### WHAT YOU HAVE TO DO
I need only the number of lines in this data that contain the string "AppResult".

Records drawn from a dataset
···

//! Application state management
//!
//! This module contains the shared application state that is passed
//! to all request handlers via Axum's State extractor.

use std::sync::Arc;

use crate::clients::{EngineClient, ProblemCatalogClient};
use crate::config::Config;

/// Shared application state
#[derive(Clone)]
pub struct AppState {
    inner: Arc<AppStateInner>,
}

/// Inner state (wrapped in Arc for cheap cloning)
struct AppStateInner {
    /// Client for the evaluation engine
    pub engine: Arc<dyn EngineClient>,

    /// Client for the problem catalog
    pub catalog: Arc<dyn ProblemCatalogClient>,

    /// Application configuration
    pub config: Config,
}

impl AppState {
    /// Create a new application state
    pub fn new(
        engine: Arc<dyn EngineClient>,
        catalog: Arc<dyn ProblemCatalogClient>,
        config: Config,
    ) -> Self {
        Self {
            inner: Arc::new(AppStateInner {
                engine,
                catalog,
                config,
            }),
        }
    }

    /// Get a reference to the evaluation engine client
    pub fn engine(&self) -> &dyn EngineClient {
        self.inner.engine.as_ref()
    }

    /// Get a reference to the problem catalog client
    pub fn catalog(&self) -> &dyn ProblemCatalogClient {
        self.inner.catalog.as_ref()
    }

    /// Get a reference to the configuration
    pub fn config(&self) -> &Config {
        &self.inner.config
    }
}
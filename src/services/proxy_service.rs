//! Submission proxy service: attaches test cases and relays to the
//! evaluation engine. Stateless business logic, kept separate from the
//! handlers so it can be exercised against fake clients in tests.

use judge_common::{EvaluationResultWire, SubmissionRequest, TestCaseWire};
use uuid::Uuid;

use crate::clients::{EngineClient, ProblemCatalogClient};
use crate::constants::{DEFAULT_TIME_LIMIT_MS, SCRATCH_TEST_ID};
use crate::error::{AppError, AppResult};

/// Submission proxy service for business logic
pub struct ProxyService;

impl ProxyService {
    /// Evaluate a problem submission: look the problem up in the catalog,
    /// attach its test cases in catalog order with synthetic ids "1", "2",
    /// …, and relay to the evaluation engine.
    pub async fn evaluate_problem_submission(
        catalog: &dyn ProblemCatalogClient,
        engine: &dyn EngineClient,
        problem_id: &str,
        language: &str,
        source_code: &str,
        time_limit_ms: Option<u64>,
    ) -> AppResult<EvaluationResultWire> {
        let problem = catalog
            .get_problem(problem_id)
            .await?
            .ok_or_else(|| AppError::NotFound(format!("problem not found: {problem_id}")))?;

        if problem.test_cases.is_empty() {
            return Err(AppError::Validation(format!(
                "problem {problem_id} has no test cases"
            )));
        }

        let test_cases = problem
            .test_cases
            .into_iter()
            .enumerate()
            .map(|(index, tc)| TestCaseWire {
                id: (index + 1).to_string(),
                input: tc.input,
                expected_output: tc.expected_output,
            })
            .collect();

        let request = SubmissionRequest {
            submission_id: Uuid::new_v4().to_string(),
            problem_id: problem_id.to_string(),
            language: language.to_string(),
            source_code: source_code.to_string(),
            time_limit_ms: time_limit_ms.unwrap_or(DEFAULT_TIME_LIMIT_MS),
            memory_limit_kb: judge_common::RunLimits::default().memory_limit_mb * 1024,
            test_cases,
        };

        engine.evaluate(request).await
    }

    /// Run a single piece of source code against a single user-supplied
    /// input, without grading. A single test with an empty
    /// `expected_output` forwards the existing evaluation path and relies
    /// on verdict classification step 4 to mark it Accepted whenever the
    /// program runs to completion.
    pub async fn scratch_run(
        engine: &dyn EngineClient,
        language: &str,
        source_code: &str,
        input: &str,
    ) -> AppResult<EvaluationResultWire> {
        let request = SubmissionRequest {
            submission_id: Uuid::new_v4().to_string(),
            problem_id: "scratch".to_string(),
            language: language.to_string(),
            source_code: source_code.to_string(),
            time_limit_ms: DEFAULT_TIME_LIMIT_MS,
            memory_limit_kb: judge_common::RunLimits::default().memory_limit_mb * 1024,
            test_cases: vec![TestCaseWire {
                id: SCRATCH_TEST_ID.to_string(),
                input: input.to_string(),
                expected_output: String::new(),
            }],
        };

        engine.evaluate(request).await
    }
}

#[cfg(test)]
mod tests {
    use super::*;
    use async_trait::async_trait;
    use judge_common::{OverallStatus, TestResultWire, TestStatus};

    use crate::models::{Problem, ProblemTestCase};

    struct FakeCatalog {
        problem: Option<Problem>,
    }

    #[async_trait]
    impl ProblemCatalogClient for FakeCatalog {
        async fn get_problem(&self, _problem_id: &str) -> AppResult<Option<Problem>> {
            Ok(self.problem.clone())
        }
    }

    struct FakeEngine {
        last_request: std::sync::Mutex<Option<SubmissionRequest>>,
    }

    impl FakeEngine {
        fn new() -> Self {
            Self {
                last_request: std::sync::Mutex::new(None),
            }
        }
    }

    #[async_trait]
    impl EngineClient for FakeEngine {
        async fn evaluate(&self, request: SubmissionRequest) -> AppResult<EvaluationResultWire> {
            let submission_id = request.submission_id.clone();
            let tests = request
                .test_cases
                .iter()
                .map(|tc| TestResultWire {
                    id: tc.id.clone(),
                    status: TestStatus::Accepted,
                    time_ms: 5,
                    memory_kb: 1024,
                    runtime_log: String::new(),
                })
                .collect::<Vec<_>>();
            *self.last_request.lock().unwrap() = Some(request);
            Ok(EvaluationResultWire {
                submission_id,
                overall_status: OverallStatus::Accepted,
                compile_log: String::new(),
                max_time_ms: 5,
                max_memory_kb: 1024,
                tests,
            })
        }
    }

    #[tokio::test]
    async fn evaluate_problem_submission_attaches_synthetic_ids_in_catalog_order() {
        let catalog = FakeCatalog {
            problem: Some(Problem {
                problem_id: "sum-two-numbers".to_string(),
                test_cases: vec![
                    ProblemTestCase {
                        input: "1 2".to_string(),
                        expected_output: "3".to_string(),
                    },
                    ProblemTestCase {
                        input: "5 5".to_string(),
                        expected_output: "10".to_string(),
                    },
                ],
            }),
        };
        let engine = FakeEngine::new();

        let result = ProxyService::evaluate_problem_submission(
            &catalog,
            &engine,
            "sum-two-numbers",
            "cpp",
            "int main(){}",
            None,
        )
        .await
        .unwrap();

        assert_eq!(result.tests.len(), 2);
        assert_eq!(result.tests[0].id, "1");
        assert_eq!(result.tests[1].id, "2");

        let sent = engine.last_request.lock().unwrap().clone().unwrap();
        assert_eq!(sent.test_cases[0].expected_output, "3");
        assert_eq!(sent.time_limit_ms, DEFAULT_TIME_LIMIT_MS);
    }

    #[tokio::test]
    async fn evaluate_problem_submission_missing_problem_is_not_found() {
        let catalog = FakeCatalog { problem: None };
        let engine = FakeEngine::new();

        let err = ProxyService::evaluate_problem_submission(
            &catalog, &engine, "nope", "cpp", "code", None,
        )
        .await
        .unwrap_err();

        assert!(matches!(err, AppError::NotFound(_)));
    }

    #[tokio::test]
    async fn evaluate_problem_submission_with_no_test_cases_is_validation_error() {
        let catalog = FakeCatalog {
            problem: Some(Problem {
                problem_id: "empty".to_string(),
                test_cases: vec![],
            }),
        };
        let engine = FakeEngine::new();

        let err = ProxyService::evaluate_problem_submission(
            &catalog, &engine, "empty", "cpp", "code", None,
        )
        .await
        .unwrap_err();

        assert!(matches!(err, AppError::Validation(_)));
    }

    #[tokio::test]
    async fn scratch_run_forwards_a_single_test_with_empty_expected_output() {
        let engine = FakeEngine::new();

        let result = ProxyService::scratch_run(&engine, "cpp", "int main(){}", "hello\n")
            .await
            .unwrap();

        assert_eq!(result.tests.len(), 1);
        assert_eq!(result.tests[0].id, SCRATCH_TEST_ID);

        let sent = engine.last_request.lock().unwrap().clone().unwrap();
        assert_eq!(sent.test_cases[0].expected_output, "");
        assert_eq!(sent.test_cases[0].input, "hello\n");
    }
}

···

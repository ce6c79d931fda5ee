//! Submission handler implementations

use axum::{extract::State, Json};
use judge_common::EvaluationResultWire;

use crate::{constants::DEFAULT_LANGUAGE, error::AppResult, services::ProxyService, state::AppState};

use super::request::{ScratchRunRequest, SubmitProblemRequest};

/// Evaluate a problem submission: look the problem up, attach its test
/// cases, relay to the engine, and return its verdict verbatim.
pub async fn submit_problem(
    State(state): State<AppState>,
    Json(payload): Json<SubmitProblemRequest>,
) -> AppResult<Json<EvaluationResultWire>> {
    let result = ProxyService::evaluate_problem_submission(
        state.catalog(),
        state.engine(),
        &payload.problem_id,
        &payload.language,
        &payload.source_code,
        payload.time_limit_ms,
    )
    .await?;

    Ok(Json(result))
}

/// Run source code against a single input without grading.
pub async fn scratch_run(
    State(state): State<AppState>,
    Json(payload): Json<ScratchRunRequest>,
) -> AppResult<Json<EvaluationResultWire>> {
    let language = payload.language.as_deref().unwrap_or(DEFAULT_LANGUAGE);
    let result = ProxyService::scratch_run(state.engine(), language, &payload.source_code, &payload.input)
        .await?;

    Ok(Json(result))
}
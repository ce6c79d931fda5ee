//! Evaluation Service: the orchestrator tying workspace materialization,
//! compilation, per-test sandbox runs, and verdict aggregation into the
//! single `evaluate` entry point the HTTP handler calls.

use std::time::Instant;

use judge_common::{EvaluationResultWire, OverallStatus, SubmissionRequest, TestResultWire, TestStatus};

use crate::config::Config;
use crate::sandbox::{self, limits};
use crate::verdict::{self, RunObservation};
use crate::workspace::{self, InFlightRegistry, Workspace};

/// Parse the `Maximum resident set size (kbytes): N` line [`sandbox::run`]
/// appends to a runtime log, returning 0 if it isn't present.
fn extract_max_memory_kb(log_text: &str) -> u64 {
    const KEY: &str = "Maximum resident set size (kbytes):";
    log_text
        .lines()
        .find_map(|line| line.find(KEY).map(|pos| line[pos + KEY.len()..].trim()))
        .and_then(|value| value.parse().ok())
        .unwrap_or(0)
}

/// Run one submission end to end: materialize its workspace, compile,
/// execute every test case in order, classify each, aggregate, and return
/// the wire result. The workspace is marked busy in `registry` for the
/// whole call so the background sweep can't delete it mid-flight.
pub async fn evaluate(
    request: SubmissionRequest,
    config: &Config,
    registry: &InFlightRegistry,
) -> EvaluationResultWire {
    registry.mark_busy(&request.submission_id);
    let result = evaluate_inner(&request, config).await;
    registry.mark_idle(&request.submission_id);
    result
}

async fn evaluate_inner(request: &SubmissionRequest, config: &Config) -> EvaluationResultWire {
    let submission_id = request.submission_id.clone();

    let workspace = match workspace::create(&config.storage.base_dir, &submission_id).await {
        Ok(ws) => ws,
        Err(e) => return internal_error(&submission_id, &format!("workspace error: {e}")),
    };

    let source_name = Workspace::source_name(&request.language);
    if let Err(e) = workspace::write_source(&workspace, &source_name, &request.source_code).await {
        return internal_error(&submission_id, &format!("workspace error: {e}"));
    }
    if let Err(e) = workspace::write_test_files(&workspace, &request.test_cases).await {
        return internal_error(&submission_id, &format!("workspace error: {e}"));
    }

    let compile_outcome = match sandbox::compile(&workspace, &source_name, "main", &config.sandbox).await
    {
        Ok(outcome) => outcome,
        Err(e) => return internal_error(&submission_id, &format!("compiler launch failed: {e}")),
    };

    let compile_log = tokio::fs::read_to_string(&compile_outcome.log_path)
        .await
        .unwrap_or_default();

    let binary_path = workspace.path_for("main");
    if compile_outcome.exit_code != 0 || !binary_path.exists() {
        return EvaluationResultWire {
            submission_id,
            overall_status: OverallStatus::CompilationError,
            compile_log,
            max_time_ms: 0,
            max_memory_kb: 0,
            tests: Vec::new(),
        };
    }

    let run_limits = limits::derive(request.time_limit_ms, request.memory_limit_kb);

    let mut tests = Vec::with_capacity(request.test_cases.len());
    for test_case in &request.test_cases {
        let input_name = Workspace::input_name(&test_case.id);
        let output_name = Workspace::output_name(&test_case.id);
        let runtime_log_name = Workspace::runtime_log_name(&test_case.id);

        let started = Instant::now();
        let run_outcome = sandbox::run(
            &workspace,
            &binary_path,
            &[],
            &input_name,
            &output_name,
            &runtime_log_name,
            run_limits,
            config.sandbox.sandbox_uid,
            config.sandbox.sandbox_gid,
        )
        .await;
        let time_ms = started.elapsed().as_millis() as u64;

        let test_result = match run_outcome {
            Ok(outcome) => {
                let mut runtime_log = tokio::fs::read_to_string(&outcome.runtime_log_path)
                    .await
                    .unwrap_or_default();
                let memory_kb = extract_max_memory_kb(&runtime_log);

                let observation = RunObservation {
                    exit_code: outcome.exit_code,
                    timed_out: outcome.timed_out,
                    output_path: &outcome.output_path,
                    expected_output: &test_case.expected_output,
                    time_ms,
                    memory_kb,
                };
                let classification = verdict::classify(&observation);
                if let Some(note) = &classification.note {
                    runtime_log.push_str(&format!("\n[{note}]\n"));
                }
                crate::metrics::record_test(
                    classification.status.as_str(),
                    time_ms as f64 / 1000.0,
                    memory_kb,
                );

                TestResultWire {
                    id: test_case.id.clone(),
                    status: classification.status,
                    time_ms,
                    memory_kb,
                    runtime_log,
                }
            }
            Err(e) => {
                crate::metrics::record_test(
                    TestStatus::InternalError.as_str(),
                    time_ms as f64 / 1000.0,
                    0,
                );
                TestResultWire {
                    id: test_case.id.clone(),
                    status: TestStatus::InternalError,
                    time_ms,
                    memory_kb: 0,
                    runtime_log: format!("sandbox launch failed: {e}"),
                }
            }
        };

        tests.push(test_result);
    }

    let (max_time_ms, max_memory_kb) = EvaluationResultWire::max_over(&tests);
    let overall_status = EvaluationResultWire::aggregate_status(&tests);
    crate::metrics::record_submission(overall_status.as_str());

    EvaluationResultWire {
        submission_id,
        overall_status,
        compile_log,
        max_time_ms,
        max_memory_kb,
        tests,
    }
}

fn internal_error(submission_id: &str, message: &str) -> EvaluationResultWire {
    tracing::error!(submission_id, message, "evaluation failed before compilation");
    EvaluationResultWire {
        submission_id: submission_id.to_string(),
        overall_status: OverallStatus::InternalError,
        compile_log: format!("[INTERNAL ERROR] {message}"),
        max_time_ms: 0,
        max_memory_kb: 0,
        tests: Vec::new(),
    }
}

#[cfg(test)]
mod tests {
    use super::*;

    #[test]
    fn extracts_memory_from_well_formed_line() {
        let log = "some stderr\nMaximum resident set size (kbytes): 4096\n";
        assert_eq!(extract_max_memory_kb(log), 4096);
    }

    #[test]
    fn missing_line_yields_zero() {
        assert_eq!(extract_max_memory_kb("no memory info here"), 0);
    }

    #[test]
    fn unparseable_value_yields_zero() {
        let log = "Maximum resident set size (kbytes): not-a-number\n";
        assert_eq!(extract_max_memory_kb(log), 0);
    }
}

···

### ANSWER AREA
8